(Records from a data source)
****************

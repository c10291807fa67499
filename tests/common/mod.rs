// Licensed to the Apache Software Foundation (ASF) under one
// or more contributor license agreements.  See the NOTICE file
// distributed with this work for additional information
// regarding copyright ownership.  The ASF licenses this file
// to you under the Apache License, Version 2.0 (the
// "License"); you may not use this file except in compliance
// with the License.  You may obtain a copy of the License at
//
//   http://www.apache.org/licenses/LICENSE-2.0
//
// Unless required by applicable law or agreed to in writing,
// software distributed under the License is distributed on an
// "AS IS" BASIS, WITHOUT WARRANTIES OR CONDITIONS OF ANY
// KIND, either express or implied.  See the License for the
// specific language governing permissions and limitations
// under the License.
//! Common utilities and helpers for integration tests.
#![allow(dead_code)]
#![allow(unused_imports)]

use std::collections::VecDeque;
use std::path::{Path, PathBuf};
use std::sync::Arc;
use std::sync::atomic::{AtomicBool, Ordering};
use std::sync::mpsc::Receiver;
use std::time::Duration;

use arrow::array::{Array, Int32Array, Int64Array, RecordBatch, StringArray};
use arrow::datatypes::{DataType, Field, Schema, SchemaRef};
use tempfile::TempDir;

use xsort::common::types::UniqueId;
use xsort::exec::chunk::Chunk;
use xsort::{
    ExternalSortFactory, ExternalSortOperator, ExternalSortOptions, InputEvent, OperatorFactory,
    RuntimeState, SortError, SortInput, SortPoll, xsort_config, xsort_logging,
};

/// Test configuration for integration tests.
pub struct TestConfig {
    /// Temporary directory for test artifacts
    pub temp_dir: TempDir,
    /// Test config path
    pub config_path: PathBuf,
    /// Spill directory handed to operators under test
    pub spill_dir: PathBuf,
}

impl TestConfig {
    /// Create a new test configuration with default settings.
    pub fn new() -> anyhow::Result<Self> {
        let temp_dir = tempfile::tempdir()?;
        let config_path = temp_dir.path().join("test_xsort.toml");
        let spill_dir = temp_dir.path().join("spill");
        std::fs::create_dir_all(&spill_dir)?;

        let config_content = r#"
log_level = "debug"

[sort]
spill_batch_group_size = 40000
spill_threshold = 40000
spill_fs = "file:///"
output_batch_rows = 4096
spill_compression = "lz4"
sv2_alloc_retry_unit_ms = 1
"#;

        std::fs::write(&config_path, config_content)?;

        Ok(Self {
            temp_dir,
            config_path,
            spill_dir,
        })
    }

    /// Initialize logging for tests.
    pub fn init_logging(&self) {
        xsort_logging::init_with_level("debug");
    }

    /// Load the test configuration.
    pub fn load_config(&self) -> anyhow::Result<&'static xsort_config::XsortConfig> {
        xsort_config::init_from_path(&self.config_path)
    }

    /// Options spilling into this config's temp directory.
    pub fn options(&self, order_by: Vec<xsort::SortExpression>) -> ExternalSortOptions {
        ExternalSortOptions::new(order_by)
            .with_spill_dirs(vec![self.spill_dir.clone()])
            .with_sv2_alloc_retry_unit(Duration::from_millis(1))
    }

    /// Number of files currently in the spill directory.
    pub fn spill_files(&self) -> usize {
        count_files(&self.spill_dir)
    }
}

impl Default for TestConfig {
    fn default() -> Self {
        Self::new().expect("Failed to create test config")
    }
}

pub fn count_files(dir: &Path) -> usize {
    std::fs::read_dir(dir)
        .map(|entries| entries.filter_map(|e| e.ok()).count())
        .unwrap_or(0)
}

/// Generate a test query ID.
pub fn test_query_id() -> UniqueId {
    UniqueId {
        hi: 1234567890,
        lo: 9876543210,
    }
}

/// Generate a unique fragment ID based on test name.
pub fn unique_fragment_id(test_name: &str) -> UniqueId {
    use std::collections::hash_map::DefaultHasher;
    use std::hash::{Hash, Hasher};

    let mut hasher = DefaultHasher::new();
    test_name.hash(&mut hasher);
    let hash = hasher.finish();

    UniqueId {
        hi: hash as i64,
        lo: (hash >> 32) as i64,
    }
}

pub fn runtime_state(test_name: &str) -> RuntimeState {
    RuntimeState::new(test_query_id(), unique_fragment_id(test_name), -1)
}

/// Runtime state whose fragment tracker is limited to `limit` bytes.
pub fn limited_runtime_state(test_name: &str, limit: i64) -> RuntimeState {
    RuntimeState::new(test_query_id(), unique_fragment_id(test_name), limit)
}

/// Upstream that replays a fixed list of events and then reports end of data.
pub struct VecInput {
    events: VecDeque<InputEvent>,
    killed: Arc<AtomicBool>,
}

impl VecInput {
    pub fn new(events: Vec<InputEvent>) -> Self {
        Self {
            events: events.into(),
            killed: Arc::new(AtomicBool::new(false)),
        }
    }

    pub fn batches(batches: Vec<RecordBatch>) -> Self {
        Self::new(
            batches
                .into_iter()
                .map(|b| InputEvent::Batch(Chunk::new(b)))
                .collect(),
        )
    }

    /// Flag set once the operator stops this input.
    pub fn killed_flag(&self) -> Arc<AtomicBool> {
        Arc::clone(&self.killed)
    }
}

impl SortInput for VecInput {
    fn next(&mut self) -> xsort::common::error::Result<InputEvent> {
        Ok(self.events.pop_front().unwrap_or(InputEvent::End))
    }

    fn kill(&mut self) {
        self.killed.store(true, Ordering::Release);
    }
}

/// Upstream fed by another thread; a closed channel is end of data.
pub struct ChannelInput {
    rx: Receiver<RecordBatch>,
    killed: Arc<AtomicBool>,
}

impl ChannelInput {
    pub fn new(rx: Receiver<RecordBatch>) -> Self {
        Self {
            rx,
            killed: Arc::new(AtomicBool::new(false)),
        }
    }

    pub fn killed_flag(&self) -> Arc<AtomicBool> {
        Arc::clone(&self.killed)
    }
}

impl SortInput for ChannelInput {
    fn next(&mut self) -> xsort::common::error::Result<InputEvent> {
        Ok(match self.rx.recv() {
            Ok(batch) => InputEvent::Batch(Chunk::new(batch)),
            Err(_) => InputEvent::End,
        })
    }

    fn kill(&mut self) {
        self.killed.store(true, Ordering::Release);
    }
}

/// `(id INT, name VARCHAR)` schema used by most tests.
pub fn id_name_schema() -> SchemaRef {
    Arc::new(Schema::new(vec![
        Field::new("id", DataType::Int32, true),
        Field::new("name", DataType::Utf8, true),
    ]))
}

pub fn id_name_batch(ids: Vec<Option<i32>>, names: Vec<Option<&str>>) -> RecordBatch {
    RecordBatch::try_new(
        id_name_schema(),
        vec![
            Arc::new(Int32Array::from(ids)),
            Arc::new(StringArray::from(names)),
        ],
    )
    .expect("record batch")
}

/// Single `v BIGINT` column with the given values.
pub fn int64_batch(values: Vec<i64>) -> RecordBatch {
    let schema = Arc::new(Schema::new(vec![Field::new("v", DataType::Int64, false)]));
    RecordBatch::try_new(schema, vec![Arc::new(Int64Array::from(values))]).expect("record batch")
}

/// Deterministic pseudo-random values (xorshift) split into batches.
pub fn scrambled_int64_batches(total: usize, per_batch: usize, seed: u64) -> Vec<RecordBatch> {
    let mut state = seed.max(1);
    let mut values = Vec::with_capacity(total);
    for _ in 0..total {
        state ^= state << 13;
        state ^= state >> 7;
        state ^= state << 17;
        values.push((state % 100_000) as i64);
    }
    values
        .chunks(per_batch.max(1))
        .map(|c| int64_batch(c.to_vec()))
        .collect()
}

pub fn create_operator(
    state: &RuntimeState,
    options: ExternalSortOptions,
    input: impl SortInput + 'static,
) -> ExternalSortOperator {
    ExternalSortFactory::new(1, options)
        .create(Box::new(input), state)
        .expect("create external sort")
}

/// Outcome of draining an operator.
#[derive(Debug)]
pub struct Drained {
    pub batches: Vec<RecordBatch>,
    pub saw_new_schema_first: bool,
    pub terminal: Terminal,
}

#[derive(Debug, PartialEq, Eq)]
pub enum Terminal {
    Done,
    Stopped,
}

impl Drained {
    pub fn num_rows(&self) -> usize {
        self.batches.iter().map(|b| b.num_rows()).sum()
    }

    pub fn int32_column(&self, idx: usize) -> Vec<Option<i32>> {
        self.batches
            .iter()
            .flat_map(|b| {
                let col = b
                    .column(idx)
                    .as_any()
                    .downcast_ref::<Int32Array>()
                    .expect("int32 column");
                (0..col.len())
                    .map(|i| col.is_valid(i).then(|| col.value(i)))
                    .collect::<Vec<_>>()
            })
            .collect()
    }

    pub fn utf8_column(&self, idx: usize) -> Vec<Option<String>> {
        self.batches
            .iter()
            .flat_map(|b| {
                let col = b
                    .column(idx)
                    .as_any()
                    .downcast_ref::<StringArray>()
                    .expect("utf8 column");
                (0..col.len())
                    .map(|i| col.is_valid(i).then(|| col.value(i).to_string()))
                    .collect::<Vec<_>>()
            })
            .collect()
    }

    pub fn int64_column(&self, idx: usize) -> Vec<i64> {
        self.batches
            .iter()
            .flat_map(|b| {
                b.column(idx)
                    .as_any()
                    .downcast_ref::<Int64Array>()
                    .expect("int64 column")
                    .values()
                    .to_vec()
            })
            .collect()
    }
}

/// Pull until `Done` or `Stopped`, materializing every output.
pub fn drain(op: &mut ExternalSortOperator) -> Result<Drained, SortError> {
    let mut batches = Vec::new();
    let mut saw_new_schema_first = false;
    let mut first = true;
    loop {
        match op.next()? {
            SortPoll::NewSchema(out) => {
                saw_new_schema_first = first;
                first = false;
                batches.push(out.into_record_batch()?);
            }
            SortPoll::Batch(out) => {
                first = false;
                batches.push(out.into_record_batch()?);
            }
            SortPoll::Done => {
                return Ok(Drained {
                    batches,
                    saw_new_schema_first,
                    terminal: Terminal::Done,
                });
            }
            SortPoll::Stopped => {
                return Ok(Drained {
                    batches,
                    saw_new_schema_first,
                    terminal: Terminal::Stopped,
                });
            }
        }
    }
}

/// Run `f` and fail the test if it does not finish within `timeout`.
pub fn run_with_timeout<F, T>(timeout: Duration, f: F) -> T
where
    F: FnOnce() -> T + Send + 'static,
    T: Send + 'static,
{
    use std::sync::mpsc;

    let (tx, rx) = mpsc::channel();
    std::thread::spawn(move || {
        let _ = tx.send(f());
    });

    match rx.recv_timeout(timeout) {
        Ok(v) => v,
        Err(_) => panic!("test timed out after {:?}", timeout),
    }
}

/// Assert that a result is Ok and return the value.
#[macro_export]
macro_rules! assert_ok {
    ($result:expr) => {
        match $result {
            Ok(value) => value,
            Err(e) => panic!("Expected Ok, got Err: {:?}", e),
        }
    };
    ($result:expr, $message:expr) => {
        match $result {
            Ok(value) => value,
            Err(e) => panic!("{}: {:?}", $message, e),
        }
    };
}

/// Assert that a result is Err.
#[macro_export]
macro_rules! assert_err {
    ($result:expr) => {
        match $result {
            Ok(value) => panic!("Expected Err, got Ok: {:?}", value),
            Err(e) => e,
        }
    };
}
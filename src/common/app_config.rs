// Licensed to the Apache Software Foundation (ASF) under one
// or more contributor license agreements.  See the NOTICE file
// distributed with this work for additional information
// regarding copyright ownership.  The ASF licenses this file
// to you under the Apache License, Version 2.0 (the
// "License"); you may not use this file except in compliance
// with the License.  You may obtain a copy of the License at
//
//   http://www.apache.org/licenses/LICENSE-2.0
//
// Unless required by applicable law or agreed to in writing,
// software distributed under the License is distributed on an
// "AS IS" BASIS, WITHOUT WARRANTIES OR CONDITIONS OF ANY
// KIND, either express or implied.  See the License for the
// specific language governing permissions and limitations
// under the License.
use anyhow::{Context, Result, anyhow};
use serde::Deserialize;
use std::path::{Path, PathBuf};
use std::sync::OnceLock;

static CONFIG: OnceLock<XsortConfig> = OnceLock::new();

fn default_log_level() -> String {
    "info".to_string()
}

pub fn init_from_path(path: impl AsRef<Path>) -> Result<&'static XsortConfig> {
    if let Some(cfg) = CONFIG.get() {
        return Ok(cfg);
    }
    let path = path.as_ref().to_path_buf();
    let cfg = XsortConfig::load_from_file(&path)?;
    let _ = CONFIG.set(cfg);
    CONFIG.get().ok_or_else(|| anyhow!("config was not installed"))
}

pub fn init_from_env_or_default() -> Result<&'static XsortConfig> {
    if let Some(cfg) = CONFIG.get() {
        return Ok(cfg);
    }
    let path = config_path_from_env_or_default()?;
    init_from_path(path)
}

pub fn config() -> Result<&'static XsortConfig> {
    init_from_env_or_default()
}

fn config_path_from_env_or_default() -> Result<PathBuf> {
    if let Ok(p) = std::env::var("XSORT_CONFIG") {
        if !p.trim().is_empty() {
            return Ok(PathBuf::from(p));
        }
    }

    let candidates = [PathBuf::from("xsort.toml")];
    for p in candidates {
        if p.exists() {
            return Ok(p);
        }
    }

    Err(anyhow!(
        "missing config file: set $XSORT_CONFIG or create ./xsort.toml"
    ))
}

#[derive(Clone, Debug, Deserialize)]
pub struct XsortConfig {
    #[serde(default = "default_log_level")]
    pub log_level: String,

    /// Optional full tracing EnvFilter expression.
    /// If set, this takes precedence over `log_level`.
    /// Example: "xsort=debug"
    #[serde(default)]
    pub log_filter: Option<String>,

    /// Log file path; overrides `$XSORT_LOG_FILE` and `$XSORT_LOG_DIR`.
    #[serde(default)]
    pub log_file: Option<String>,

    #[serde(default)]
    pub sort: SortConfig,
}

impl XsortConfig {
    pub fn load_from_file(path: &Path) -> Result<Self> {
        let s = std::fs::read_to_string(path)
            .with_context(|| format!("read config file: {}", path.display()))?;
        let cfg: XsortConfig =
            toml::from_str(&s).with_context(|| format!("parse toml: {}", path.display()))?;
        Ok(cfg)
    }

    pub fn log_filter_or_level(&self) -> &str {
        self.log_filter.as_deref().unwrap_or(&self.log_level)
    }
}

impl Default for XsortConfig {
    fn default() -> Self {
        Self {
            log_level: default_log_level(),
            log_filter: None,
            log_file: None,
            sort: SortConfig::default(),
        }
    }
}

/// `[sort]` table: knobs of the external sort operator.
#[derive(Clone, Debug, Deserialize)]
pub struct SortConfig {
    /// Minimum batches staged between two threshold-triggered spills.
    #[serde(default = "default_spill_batch_group_size")]
    pub spill_batch_group_size: usize,
    /// Resident batch-group count above which a spill is considered.
    #[serde(default = "default_spill_threshold")]
    pub spill_threshold: usize,
    /// File-system URI for spill files. Only `file://` is supported.
    #[serde(default = "default_spill_fs")]
    pub spill_fs: String,
    /// Spill directories, used round-robin. Empty means the system temp dir.
    #[serde(default)]
    pub spill_dirs: Vec<String>,
    /// Operator memory budget (`maxAllocation`).
    #[serde(default = "default_max_allocation_bytes")]
    pub max_allocation_bytes: i64,
    #[serde(default = "default_target_spill_chunk_bytes")]
    pub target_spill_chunk_bytes: usize,
    #[serde(default = "default_output_batch_rows")]
    pub output_batch_rows: usize,
    #[serde(default = "default_spill_compression")]
    pub spill_compression: String,
    #[serde(default = "default_sv2_alloc_retry_unit_ms")]
    pub sv2_alloc_retry_unit_ms: u64,
}

fn default_spill_batch_group_size() -> usize {
    40_000
}

fn default_spill_threshold() -> usize {
    40_000
}

fn default_spill_fs() -> String {
    "file:///".to_string()
}

fn default_max_allocation_bytes() -> i64 {
    10_000_000_000
}

fn default_target_spill_chunk_bytes() -> usize {
    256 * 1024
}

fn default_output_batch_rows() -> usize {
    4096
}

fn default_spill_compression() -> String {
    "lz4".to_string()
}

fn default_sv2_alloc_retry_unit_ms() -> u64 {
    1000
}

impl Default for SortConfig {
    fn default() -> Self {
        Self {
            spill_batch_group_size: default_spill_batch_group_size(),
            spill_threshold: default_spill_threshold(),
            spill_fs: default_spill_fs(),
            spill_dirs: Vec::new(),
            max_allocation_bytes: default_max_allocation_bytes(),
            target_spill_chunk_bytes: default_target_spill_chunk_bytes(),
            output_batch_rows: default_output_batch_rows(),
            spill_compression: default_spill_compression(),
            sv2_alloc_retry_unit_ms: default_sv2_alloc_retry_unit_ms(),
        }
    }
}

****************

INSTRUCTIONS TO FOLLOW: Filter the entries above down to the lines that contain "true".

REPLY:
        self.killed.store(true, Ordering::Release);
        self.killed.store(true, Ordering::Release);
        Field::new("id", DataType::Int32, true),
        Field::new("name", DataType::Utf8, true),
    let mut first = true;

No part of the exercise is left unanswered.